JUDAH MARMOR, M.D.; ROBERT K. LAMBERT, M.D.

Arch Intern Med. 1938;61(4):523-536.

	Since this article does not have an abstract, we have provided the first 150 words of the full text PDF and any section headings.

In recent years, with the advent of newer knowledge concerning vitamins, hormones and the autonomic nervous system, many clinicians have shown renewed interest in the problem of the pathogenesis of retinitis pigmentosa. As a result patients with this disease have been gorged with vitamins, plied with hormones and subjected to cervical sympathectomy in an effort to arrest or cure the condition. Without wishing to be therapeutic nihilists, we believe that these efforts have been misguided.
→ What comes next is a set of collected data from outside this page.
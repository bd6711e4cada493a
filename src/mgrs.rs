//! MGRSタイルID (例: `32TNT`) の解析とUTMゾーンへの対応付け
//!
//! タイルIDは「グリッドゾーン番号(2桁) + 緯度帯(1文字) + 100km正方形(2文字)」。
//! ゾーン番号はそのままUTMゾーン番号になり、緯度帯で北半球/南半球が決まる。

use std::fmt;
use std::str::FromStr;

use crate::error::{GridError, Result};

const EPSG_UTM_NORTH_BASE: u32 = 32600;
const EPSG_UTM_SOUTH_BASE: u32 = 32700;

/// 形式上は正しいMGRSタイルID（ゾーン範囲などはまだ検証していない）
#[derive(Debug, Clone, PartialEq, Eq, Hash, PartialOrd, Ord)]
pub struct MgrsTileId {
    zone: u8,
    band: char,
    square: [char; 2],
}

#[derive(Debug, Clone, Copy, PartialEq, Eq)]
pub enum Hemisphere {
    North,
    South,
}

/// タイルIDから導かれるUTMゾーン
#[derive(Debug, Clone, Copy, PartialEq, Eq)]
pub struct UtmZone {
    pub number: u8,
    pub hemisphere: Hemisphere,
}

impl MgrsTileId {
    /// 形式のみ検証する。`1A` のような短縮ゾーン表記は受け付けない。
    pub fn parse(s: &str) -> Result<Self> {
        let s = s.trim();
        let chars: Vec<char> = s.chars().collect();
        if chars.len() != 5 {
            return Err(GridError::malformed(format!(
                "tile id '{}' must have 5 characters (zone digits, band, square)",
                s
            )));
        }

        if !chars[0].is_ascii_digit() || !chars[1].is_ascii_digit() {
            return Err(GridError::malformed(format!(
                "tile id '{}' does not start with two zone digits",
                s
            )));
        }
        if !chars[2..].iter().all(|c| c.is_ascii_alphabetic()) {
            return Err(GridError::malformed(format!(
                "tile id '{}' must end with band and square letters",
                s
            )));
        }

        let zone = (chars[0] as u8 - b'0') * 10 + (chars[1] as u8 - b'0');
        Ok(Self {
            zone,
            band: chars[2].to_ascii_uppercase(),
            square: [chars[3].to_ascii_uppercase(), chars[4].to_ascii_uppercase()],
        })
    }

    pub fn zone_digits(&self) -> u8 {
        self.zone
    }

    pub fn band(&self) -> char {
        self.band
    }

    /// ゾーン番号と緯度帯からUTMゾーンを決定する
    pub fn utm_zone(&self) -> Result<UtmZone> {
        let tile_id = self.to_string();

        if !(1..=60).contains(&self.zone) {
            return Err(GridError::unresolvable(
                &tile_id,
                format!("grid zone {} is outside 1..=60", self.zone),
            ));
        }

        let hemisphere = match self.band {
            'I' | 'O' => {
                return Err(GridError::unresolvable(
                    &tile_id,
                    format!("latitude band '{}' is not used by MGRS", self.band),
                ))
            }
            'C'..='M' => Hemisphere::South,
            'N'..='X' => Hemisphere::North,
            // A/B/Y/Z は極域(UPS)でUTMではない
            other => {
                return Err(GridError::unresolvable(
                    &tile_id,
                    format!("latitude band '{}' has no UTM zone", other),
                ))
            }
        };

        Ok(UtmZone {
            number: self.zone,
            hemisphere,
        })
    }
}

impl FromStr for MgrsTileId {
    type Err = GridError;

    fn from_str(s: &str) -> Result<Self> {
        Self::parse(s)
    }
}

impl fmt::Display for MgrsTileId {
    fn fmt(&self, f: &mut fmt::Formatter<'_>) -> fmt::Result {
        write!(
            f,
            "{:02}{}{}{}",
            self.zone, self.band, self.square[0], self.square[1]
        )
    }
}

impl UtmZone {
    pub fn epsg(&self) -> u32 {
        match self.hemisphere {
            Hemisphere::North => EPSG_UTM_NORTH_BASE + self.number as u32,
            Hemisphere::South => EPSG_UTM_SOUTH_BASE + self.number as u32,
        }
    }

    /// 中央子午線（度）
    pub fn central_meridian(&self) -> f64 {
        self.number as f64 * 6.0 - 183.0
    }

    pub fn is_south(&self) -> bool {
        self.hemisphere == Hemisphere::South
    }

    pub fn from_epsg(epsg: u32) -> Option<Self> {
        let (base, hemisphere) = match epsg {
            32601..=32660 => (EPSG_UTM_NORTH_BASE, Hemisphere::North),
            32701..=32760 => (EPSG_UTM_SOUTH_BASE, Hemisphere::South),
            _ => return None,
        };
        Some(Self {
            number: (epsg - base) as u8,
            hemisphere,
        })
    }
}
// Sensor measurement types fed to the estimator

use nalgebra::{Vector2, Vector3, Vector4};
use serde::Serialize;

/// Which sensor produced a measurement
#[derive(Debug, Clone, Copy, PartialEq, Eq, Serialize)]
pub enum Modality {
    /// Linear position sensor (lidar): px, py
    Linear,
    /// Nonlinear range/bearing/range-rate sensor (radar)
    RangeBearing,
}

impl Modality {
    /// Single-letter tag used by the text input and output formats
    pub fn tag(self) -> char {
        match self {
            Modality::Linear => 'L',
            Modality::RangeBearing => 'R',
        }
    }
}

/// Raw observation, shaped by the sensor that produced it
#[derive(Debug, Clone, Copy, PartialEq)]
pub enum Reading {
    /// [px, py] in metres
    Linear(Vector2<f64>),
    /// [rho (m), phi (rad), rho_dot (m/s)]
    RangeBearing(Vector3<f64>),
}

/// A single timestamped observation. The estimator only reads it.
#[derive(Debug, Clone, Copy, PartialEq)]
pub struct Measurement {
    pub reading: Reading,
    /// Capture time in microseconds
    pub timestamp_us: i64,
}

impl Measurement {
    pub fn linear(px: f64, py: f64, timestamp_us: i64) -> Self {
        Self {
            reading: Reading::Linear(Vector2::new(px, py)),
            timestamp_us,
        }
    }

    pub fn range_bearing(rho: f64, phi: f64, rho_dot: f64, timestamp_us: i64) -> Self {
        Self {
            reading: Reading::RangeBearing(Vector3::new(rho, phi, rho_dot)),
            timestamp_us,
        }
    }

    pub fn modality(&self) -> Modality {
        match self.reading {
            Reading::Linear(_) => Modality::Linear,
            Reading::RangeBearing(_) => Modality::RangeBearing,
        }
    }

    /// Cartesian position implied by the raw reading
    pub fn position(&self) -> Vector2<f64> {
        match self.reading {
            Reading::Linear(z) => z,
            Reading::RangeBearing(z) => Vector2::new(z[0] * z[1].cos(), z[0] * z[1].sin()),
        }
    }
}

/// A measurement together with the ground truth recorded alongside it
#[derive(Debug, Clone, PartialEq)]
pub struct MeasurementRecord {
    pub measurement: Measurement,
    /// [px, py, vx, vy] when the source provides it
    pub ground_truth: Option<Vector4<f64>>,
}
This belief has been reenforced by a study of the Laurence-Moon-Biedl syndrome in 2 instances.

In view of the fact that classic examples of the Laurence-Moon-Biedl syndrome are so rare as to be of great interest and are full of significant implications with regard to the polyglandular and retinal manifestations, it is felt that these cases are worthy of report.

REPORT OF CASES

CASE 1.—A. Z., a 12 year old white Cuban boy, was referred . . . [Full Text PDF of this Article]

Author Affiliations
NEW YORK

From the Consultation Service of the Mount Sinai Hospital and the Neurologic Service of the Montefiore Hospital.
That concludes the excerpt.